Várias escolas encerraram esta quinta-feira, dia 18, sobretudo na região Norte, devido à greve nacional da educação convocada pelo Sindicato de Todos os Profissionais da Educação (S.TO.P.), que contesta o novo pacote laboral do Governo.

Num primeiro balanço, o sindicato indica que o impacto da paralisação é mais visível no Norte do País. “Neste momento sabemos que a norte há bastantes escolas a fechar, mas ainda não temos dados completos. Mas mais do que escolas fechadas, achamos que a greve marca uma posição de contestação ao Governo”, referiu à agência Lusa, Daniel Martins do S.T.O.P.

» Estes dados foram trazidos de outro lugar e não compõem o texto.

use std::sync::{Arc, LazyLock};
use std::time::Duration;

use chat_guard::storage::{CLIENT_ID_KEY, CURRENT_SESSION_KEY, HISTORY_KEY};
use chat_guard::{
    ChatGuardError, ChatHistoryManager, ContentGuard, ContentKind, FsStorage, HistoryBuilder,
    HistoryCipher, ManualClock, MemoryStorage, RenderingState, Role, SecurityConfig,
    SecurityEventKind, Severity, Storage,
};
use regex::Regex;
use tempfile::TempDir;

// ---------------------------------------------------------------------------
// Helpers
// ---------------------------------------------------------------------------

/// Storage that always fails -- for testing degraded paths.
#[derive(Clone)]
struct FailingStorage;

impl Storage for FailingStorage {
    async fn get(&self, _key: &str) -> chat_guard::Result<Option<String>> {
        Err(ChatGuardError::Storage("simulated read failure".into()))
    }

    async fn put(&self, _key: &str, _value: &str) -> chat_guard::Result<()> {
        Err(ChatGuardError::Storage("simulated write failure".into()))
    }

    async fn remove(&self, _key: &str) -> chat_guard::Result<()> {
        Err(ChatGuardError::Storage("simulated remove failure".into()))
    }
}

fn keyed_config() -> SecurityConfig {
    SecurityConfig::builder()
        .encryption_key("integration-test-passphrase")
        .build()
        .unwrap()
}

fn guard(config: SecurityConfig) -> (Arc<ContentGuard>, Arc<ManualClock>) {
    let clock = Arc::new(ManualClock::default());
    let guard = ContentGuard::builder(config).clock(clock.clone()).build();
    (Arc::new(guard), clock)
}

struct Harness {
    history: Arc<ChatHistoryManager<MemoryStorage, MemoryStorage>>,
    guard: Arc<ContentGuard>,
    clock: Arc<ManualClock>,
    local: MemoryStorage,
    tab: MemoryStorage,
}

fn harness(config: SecurityConfig, max_history_size: usize) -> Harness {
    let (guard, clock) = guard(config);
    let local = MemoryStorage::new();
    let tab = MemoryStorage::new();
    let history = HistoryBuilder::new(local.clone(), guard.clone())
        .session_storage(tab.clone())
        .max_history_size(max_history_size)
        .build();
    Harness {
        history,
        guard,
        clock,
        local,
        tab,
    }
}

const ADVERSARIAL: &[&str] = &[
    "<script>alert(document.cookie)</script>Réponse",
    "<scr<script>ipt>alert(1)</scr</script>ipt>",
    "<img src=x onerror=alert(1)>",
    r#"<a href="javascript:alert(1)" onclick="steal()">clique</a>"#,
    "<iframe src=\"https://evil.example\"></iframe>",
    "<object data=\"x.swf\"></object><embed src=\"x.swf\">",
    "<form action=\"https://evil.example\"><input name=\"pwd\"></form>",
    "<svg><script>alert(1)</script></svg>",
    "<div style=\"background:url(javascript:alert(1))\">x</div>",
];

/// Link syntax that only means something when rendered as markdown.
const ADVERSARIAL_MARKDOWN: &[&str] = &[
    "[clique](javascript:alert(1))",
    "[clique]( <vbscript:msgbox(1)> )",
    "[ref]: javascript:alert(1)",
    "<javascript:alert(1)>",
    "[x](javascript&colon;alert(1))",
    "[x](javascript&#58;alert(1))",
    "[x](javascript\\:alert(1))",
    "[r]: javascript&#x3A;alert(1)\n\n[x][r]",
];

/// Tags that never close. An HTML parser drops them, a markdown renderer
/// passes them through as raw HTML.
const UNCLOSED_TAGS: &[&str] = &[
    "<div onmouseover=alert(1)",
    "<div\nonmouseover=alert(1) x=\n\nsuite",
    "<img src=x onerror=alert(1)",
];

/// A tag that still carries an event handler.
static HANDLER_IN_TAG: LazyLock<Regex> =
    LazyLock::new(|| Regex::new(r"(?i)<[a-z][^>]*\son[a-z]+\s*=").unwrap());

/// A markdown link destination using the `javascript` scheme, in any encoding.
static SCRIPT_LINK: LazyLock<Regex> =
    LazyLock::new(|| Regex::new(r"(?i)(?:\]\(|\]:)[\s<]*javascript").unwrap());

fn assert_inert(content: &str) {
    let lower = content.to_ascii_lowercase();
    for needle in ["<script", "<iframe", "<object", "<embed", "<form", "javascript:"] {
        assert!(!lower.contains(needle), "{needle:?} survived in {content:?}");
    }
    assert!(!HANDLER_IN_TAG.is_match(content), "handler survived in {content:?}");
    assert!(!SCRIPT_LINK.is_match(content), "script link survived in {content:?}");
}

// ---------------------------------------------------------------------------
// Pipeline scenarios
// ---------------------------------------------------------------------------

#[tokio::test]
async fn onerror_payload_is_stored_without_handler() {
    let h = harness(keyed_config(), 100);

    let message = h
        .history
        .add_message("<img src=x onerror=alert(1)>Hello", Role::User)
        .await
        .unwrap();

    assert!(message.content.contains("Hello"));
    assert_inert(&message.content);
    assert!(message.metadata.sanitized);

    let stored = h.history.current_session().await;
    assert_eq!(stored.messages, vec![message]);
    assert!(h.guard.monitor().count_of(SecurityEventKind::XssAttempt) >= 1);
}

#[tokio::test]
async fn adversarial_assistant_payloads_are_neutralised() {
    let h = harness(keyed_config(), 100);

    for payload in ADVERSARIAL {
        let message = h.history.add_message(payload, Role::Assistant).await.unwrap();
        assert_inert(&message.content);

        let html = h
            .history
            .add_message_as(payload, Role::Assistant, ContentKind::Html)
            .await
            .unwrap();
        assert_inert(&html.content);
    }
    for payload in ADVERSARIAL_MARKDOWN {
        let message = h.history.add_message(payload, Role::Assistant).await.unwrap();
        assert_inert(&message.content);
        assert!(!message.content.to_ascii_lowercase().contains("vbscript:"));
    }

    let expected = 2 * ADVERSARIAL.len() + ADVERSARIAL_MARKDOWN.len();
    let events = h.guard.monitor().count_of(SecurityEventKind::UntrustedContent);
    assert_eq!(events, expected);
    assert_eq!(h.guard.monitor().count_of(SecurityEventKind::RateLimitExceeded), 0);
}

#[tokio::test]
async fn unclosed_tags_are_escaped_in_markdown() {
    let h = harness(keyed_config(), 100);

    for payload in UNCLOSED_TAGS {
        let message = h.history.add_message(payload, Role::Assistant).await.unwrap();
        assert_inert(&message.content);
        assert!(message.content.starts_with("&lt;"), "{:?}", message.content);
        assert!(message.metadata.sanitized);

        // The HTML parser already discards a tag cut off by the end of input,
        // so nothing renderable was removed.
        let html = h
            .history
            .add_message_as(payload, Role::Assistant, ContentKind::Html)
            .await
            .unwrap();
        assert_eq!(html.content, "");
        assert!(!html.metadata.sanitized);
    }

    let events = h.guard.monitor().count_of(SecurityEventKind::UntrustedContent);
    assert_eq!(events, UNCLOSED_TAGS.len());
}

#[tokio::test]
async fn re_escaped_html_is_not_counted_as_sanitized() {
    let h = harness(keyed_config(), 100);

    let message = h
        .history
        .add_message_as("Tom & Jerry", Role::Assistant, ContentKind::Html)
        .await
        .unwrap();
    assert_eq!(message.content, "Tom &amp; Jerry");
    assert!(!message.metadata.sanitized);

    let user = h
        .history
        .add_message_as("  Tom & Jerry <b>!</b>  ", Role::User, ContentKind::Html)
        .await
        .unwrap();
    assert_eq!(user.content, "Tom &amp; Jerry <b>!</b>");
    assert!(!user.metadata.sanitized);

    let session = h.history.current_session().await;
    assert_eq!(session.metadata.security_events, 0);
    assert_eq!(h.guard.monitor().count_of(SecurityEventKind::UntrustedContent), 0);
}

#[tokio::test]
async fn clean_assistant_content_is_not_flagged() {
    let h = harness(keyed_config(), 100);
    let message = h
        .history
        .add_message("Voici **trois** options :\n\n- une\n- deux\n- trois", Role::Assistant)
        .await
        .unwrap();
    assert!(!message.metadata.sanitized);
    assert_eq!(h.guard.monitor().count_of(SecurityEventKind::UntrustedContent), 0);
}

#[tokio::test]
async fn oversized_message_is_rejected_before_sanitizing() {
    let config = SecurityConfig::builder()
        .encryption_key("k")
        .max_content_length(20)
        .build()
        .unwrap();
    let h = harness(config, 100);

    let err = h
        .history
        .add_message(&"a".repeat(21), Role::Assistant)
        .await
        .unwrap_err();
    assert!(matches!(err, ChatGuardError::ContentTooLong { len: 21, max: 20 }));

    let err = h
        .history
        .add_message(&"a".repeat(21), Role::User)
        .await
        .unwrap_err();
    assert!(matches!(err, ChatGuardError::Validation(_)));
    assert!(h.history.current_session().await.messages.is_empty());
}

O representante sindical garantiu ainda que a greve não interferiu com a realização dos exames nacionais, esclarecendo que o pré-aviso não inclui o exame de Biologia e Geologia do ensino secundário, que decorreu às 9:30 desta quinta-feira.

A paralisação surge no contexto da discussão parlamentar do pacote de alterações laborais, agendada para esta quinta-feira, e que o sindicato considera lesiva para os trabalhadores e para o sistema de ensino. Daniel Martins sustenta que as medidas “irão agravar as condições de trabalho e, consequentemente, piorar a escola pública”.

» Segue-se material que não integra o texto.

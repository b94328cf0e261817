//! Error types for the `chat_guard` crate.

use crate::validator::ValidationIssue;

/// All errors that can occur while vetting, sanitizing or storing chat content.
#[derive(Debug, thiserror::Error)]
pub enum ChatGuardError {
    /// User input was rejected by the input validator.
    #[error("Validation failed: {}", join_issues(.0))]
    Validation(Vec<ValidationIssue>),

    /// Content exceeds the configured maximum length.
    #[error("Content too long: {len} characters (max {max})")]
    ContentTooLong { len: usize, max: usize },

    /// The caller exhausted its request budget for the current window.
    #[error("Rate limit exceeded")]
    RateLimited,

    /// Encrypting the chat history failed.
    #[error("Encryption failed: {0}")]
    Encryption(String),

    /// A stored payload could not be decrypted or decoded.
    #[error("Decryption failed: {0}")]
    Decryption(String),

    #[error("Serialization error: {0}")]
    Serialization(#[from] serde_json::Error),

    /// A storage backend failed to read or write a key.
    #[error("Storage operation failed: {0}")]
    Storage(Box<dyn std::error::Error + Send + Sync>),

    /// The configuration is invalid or unsafe for the selected environment.
    #[error("Config error: {0}")]
    Config(String),

    #[error("Session not found: {0}")]
    SessionNotFound(String),

    #[error("Message not found: {0}")]
    MessageNotFound(String),

    /// An exported session blob did not have the expected shape.
    #[error("Import rejected: {0}")]
    InvalidImport(String),

    /// The message already reached the `complete` rendering state.
    #[error("Message {0} is finalized and can no longer change")]
    MessageFinalized(String),
}

fn join_issues(issues: &[ValidationIssue]) -> String {
    issues
        .iter()
        .map(ToString::to_string)
        .collect::<Vec<_>>()
        .join("; ")
}

/// A type alias for `Result<T, ChatGuardError>`.
pub type Result<T> = std::result::Result<T, ChatGuardError>;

O processo legislativo tem sido acompanhado de forte contestação sindical, tendo originado duas greves gerais recentes: uma em 11 de dezembro, com a participação conjunta da CGTP-IN e da UGT, e outra em 3 de junho, convocada pela CGTP.

Em cima da mesa estão várias mudanças ao regime laboral, entre as quais o alargamento dos contratos a prazo, alterações nas regras da amamentação, o regresso do banco de horas individual e a possibilidade de não reintegração de trabalhadores despedidos ilegalmente.

Sem acordo na concertação social, o diploma segue agora para discussão no Parlamento, onde está a ser debatido ainda nesta quinta-feira.